Information supplied –
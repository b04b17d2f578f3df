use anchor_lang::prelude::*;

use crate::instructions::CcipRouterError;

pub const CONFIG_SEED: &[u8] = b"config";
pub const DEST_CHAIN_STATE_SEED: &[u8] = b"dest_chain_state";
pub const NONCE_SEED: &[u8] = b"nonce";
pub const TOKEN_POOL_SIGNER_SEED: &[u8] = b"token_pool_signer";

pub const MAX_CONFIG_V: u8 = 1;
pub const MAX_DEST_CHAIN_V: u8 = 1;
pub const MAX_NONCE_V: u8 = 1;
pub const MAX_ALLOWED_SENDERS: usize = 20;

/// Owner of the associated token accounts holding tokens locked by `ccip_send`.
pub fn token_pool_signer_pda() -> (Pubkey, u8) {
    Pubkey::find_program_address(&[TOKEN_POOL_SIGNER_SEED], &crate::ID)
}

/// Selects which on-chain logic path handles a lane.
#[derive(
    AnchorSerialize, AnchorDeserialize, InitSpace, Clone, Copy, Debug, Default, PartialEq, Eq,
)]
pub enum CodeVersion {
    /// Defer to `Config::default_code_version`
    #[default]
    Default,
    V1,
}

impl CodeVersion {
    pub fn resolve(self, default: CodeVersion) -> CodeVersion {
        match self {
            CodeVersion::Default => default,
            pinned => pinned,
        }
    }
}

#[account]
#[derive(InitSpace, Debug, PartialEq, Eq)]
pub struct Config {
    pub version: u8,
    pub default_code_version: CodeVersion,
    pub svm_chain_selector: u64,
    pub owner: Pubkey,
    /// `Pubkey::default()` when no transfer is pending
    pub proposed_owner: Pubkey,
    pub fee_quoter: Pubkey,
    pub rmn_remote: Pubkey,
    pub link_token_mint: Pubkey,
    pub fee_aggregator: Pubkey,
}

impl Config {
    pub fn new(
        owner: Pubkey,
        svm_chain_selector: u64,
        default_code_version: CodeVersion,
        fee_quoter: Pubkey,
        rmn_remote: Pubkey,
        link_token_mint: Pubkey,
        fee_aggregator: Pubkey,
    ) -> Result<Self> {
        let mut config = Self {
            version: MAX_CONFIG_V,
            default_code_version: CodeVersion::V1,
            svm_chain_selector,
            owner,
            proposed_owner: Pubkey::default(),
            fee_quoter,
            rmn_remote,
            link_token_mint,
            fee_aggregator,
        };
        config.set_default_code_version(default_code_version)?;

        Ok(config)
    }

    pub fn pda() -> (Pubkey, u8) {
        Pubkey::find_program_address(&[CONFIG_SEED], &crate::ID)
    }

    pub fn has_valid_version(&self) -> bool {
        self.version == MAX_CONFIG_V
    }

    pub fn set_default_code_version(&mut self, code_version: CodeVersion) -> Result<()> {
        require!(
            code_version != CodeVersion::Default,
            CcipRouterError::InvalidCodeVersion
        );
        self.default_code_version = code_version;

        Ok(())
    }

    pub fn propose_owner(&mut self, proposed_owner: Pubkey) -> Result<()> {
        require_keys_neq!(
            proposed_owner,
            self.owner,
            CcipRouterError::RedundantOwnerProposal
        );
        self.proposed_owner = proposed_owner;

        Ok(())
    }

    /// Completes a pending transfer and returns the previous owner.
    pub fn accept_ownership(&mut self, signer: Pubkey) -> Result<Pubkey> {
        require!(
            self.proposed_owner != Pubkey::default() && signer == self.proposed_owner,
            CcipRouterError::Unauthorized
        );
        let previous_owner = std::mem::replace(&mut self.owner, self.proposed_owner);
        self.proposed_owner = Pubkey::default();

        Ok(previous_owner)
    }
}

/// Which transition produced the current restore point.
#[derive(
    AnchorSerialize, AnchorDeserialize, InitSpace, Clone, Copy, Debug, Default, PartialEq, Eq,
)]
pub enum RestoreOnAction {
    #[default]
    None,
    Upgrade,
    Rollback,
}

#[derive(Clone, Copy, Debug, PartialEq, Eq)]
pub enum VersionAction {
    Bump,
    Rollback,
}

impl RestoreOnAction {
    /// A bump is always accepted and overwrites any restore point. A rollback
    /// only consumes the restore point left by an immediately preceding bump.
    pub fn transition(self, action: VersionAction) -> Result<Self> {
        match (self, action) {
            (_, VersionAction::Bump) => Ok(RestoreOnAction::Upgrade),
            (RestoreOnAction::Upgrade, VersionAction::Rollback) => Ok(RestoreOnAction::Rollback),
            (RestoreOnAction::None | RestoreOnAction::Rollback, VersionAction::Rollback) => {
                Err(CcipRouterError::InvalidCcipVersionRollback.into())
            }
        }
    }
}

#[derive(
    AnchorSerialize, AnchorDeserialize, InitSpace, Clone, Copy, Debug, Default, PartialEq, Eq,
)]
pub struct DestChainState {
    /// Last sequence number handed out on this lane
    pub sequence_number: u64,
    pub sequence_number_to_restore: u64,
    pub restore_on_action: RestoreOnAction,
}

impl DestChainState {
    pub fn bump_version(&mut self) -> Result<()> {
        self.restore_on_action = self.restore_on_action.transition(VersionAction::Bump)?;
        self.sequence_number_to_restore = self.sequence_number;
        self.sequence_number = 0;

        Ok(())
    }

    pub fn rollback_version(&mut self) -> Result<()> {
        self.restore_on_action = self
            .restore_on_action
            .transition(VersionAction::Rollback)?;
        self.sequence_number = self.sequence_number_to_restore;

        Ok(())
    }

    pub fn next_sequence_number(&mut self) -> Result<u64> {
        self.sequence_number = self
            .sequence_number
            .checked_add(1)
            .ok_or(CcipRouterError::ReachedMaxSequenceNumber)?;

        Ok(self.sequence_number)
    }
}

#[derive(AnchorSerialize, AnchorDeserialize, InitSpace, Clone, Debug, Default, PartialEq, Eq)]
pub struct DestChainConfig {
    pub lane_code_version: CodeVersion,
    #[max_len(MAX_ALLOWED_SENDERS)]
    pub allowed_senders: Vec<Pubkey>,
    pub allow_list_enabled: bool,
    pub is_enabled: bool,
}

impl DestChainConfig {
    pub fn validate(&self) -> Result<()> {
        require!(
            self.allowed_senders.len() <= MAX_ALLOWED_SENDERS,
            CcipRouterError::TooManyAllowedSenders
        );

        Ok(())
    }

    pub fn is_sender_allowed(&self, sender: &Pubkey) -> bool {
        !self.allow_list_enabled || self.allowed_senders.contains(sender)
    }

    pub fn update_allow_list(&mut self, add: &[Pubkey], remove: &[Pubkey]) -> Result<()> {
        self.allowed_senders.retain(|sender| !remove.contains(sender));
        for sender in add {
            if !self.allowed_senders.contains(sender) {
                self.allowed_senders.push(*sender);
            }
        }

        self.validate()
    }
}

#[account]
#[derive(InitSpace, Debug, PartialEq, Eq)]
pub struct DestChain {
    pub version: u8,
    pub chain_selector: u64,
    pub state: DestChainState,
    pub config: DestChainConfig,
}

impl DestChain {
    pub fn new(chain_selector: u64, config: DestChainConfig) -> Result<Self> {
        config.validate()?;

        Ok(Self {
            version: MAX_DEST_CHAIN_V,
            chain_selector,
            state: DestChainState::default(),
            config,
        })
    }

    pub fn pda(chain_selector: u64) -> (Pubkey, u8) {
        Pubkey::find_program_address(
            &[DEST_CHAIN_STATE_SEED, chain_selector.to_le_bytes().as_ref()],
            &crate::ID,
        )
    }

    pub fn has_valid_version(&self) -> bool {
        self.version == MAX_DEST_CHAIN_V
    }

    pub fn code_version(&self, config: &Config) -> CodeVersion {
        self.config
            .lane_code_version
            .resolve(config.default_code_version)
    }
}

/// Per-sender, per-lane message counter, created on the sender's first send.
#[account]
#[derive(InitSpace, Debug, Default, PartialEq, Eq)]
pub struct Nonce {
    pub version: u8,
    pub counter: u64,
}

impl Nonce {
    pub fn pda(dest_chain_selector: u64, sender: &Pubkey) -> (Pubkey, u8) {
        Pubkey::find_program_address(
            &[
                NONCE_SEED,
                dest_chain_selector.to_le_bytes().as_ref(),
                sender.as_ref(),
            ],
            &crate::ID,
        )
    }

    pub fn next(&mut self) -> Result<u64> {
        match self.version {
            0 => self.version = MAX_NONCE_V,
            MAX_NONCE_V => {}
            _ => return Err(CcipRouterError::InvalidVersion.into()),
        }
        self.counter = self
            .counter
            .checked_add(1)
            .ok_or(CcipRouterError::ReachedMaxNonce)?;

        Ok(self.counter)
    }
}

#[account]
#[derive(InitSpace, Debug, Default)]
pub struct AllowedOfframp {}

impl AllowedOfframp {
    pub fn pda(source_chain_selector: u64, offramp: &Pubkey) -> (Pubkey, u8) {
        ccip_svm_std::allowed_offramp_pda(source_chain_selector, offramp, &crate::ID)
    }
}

Exercise objective –
Please copy each line of the material that has the string "impl" somewhere in it.

Written response –
impl CodeVersion {
impl Config {
impl RestoreOnAction {
impl DestChainState {
impl DestChainConfig {
impl DestChain {
impl Nonce {
impl AllowedOfframp {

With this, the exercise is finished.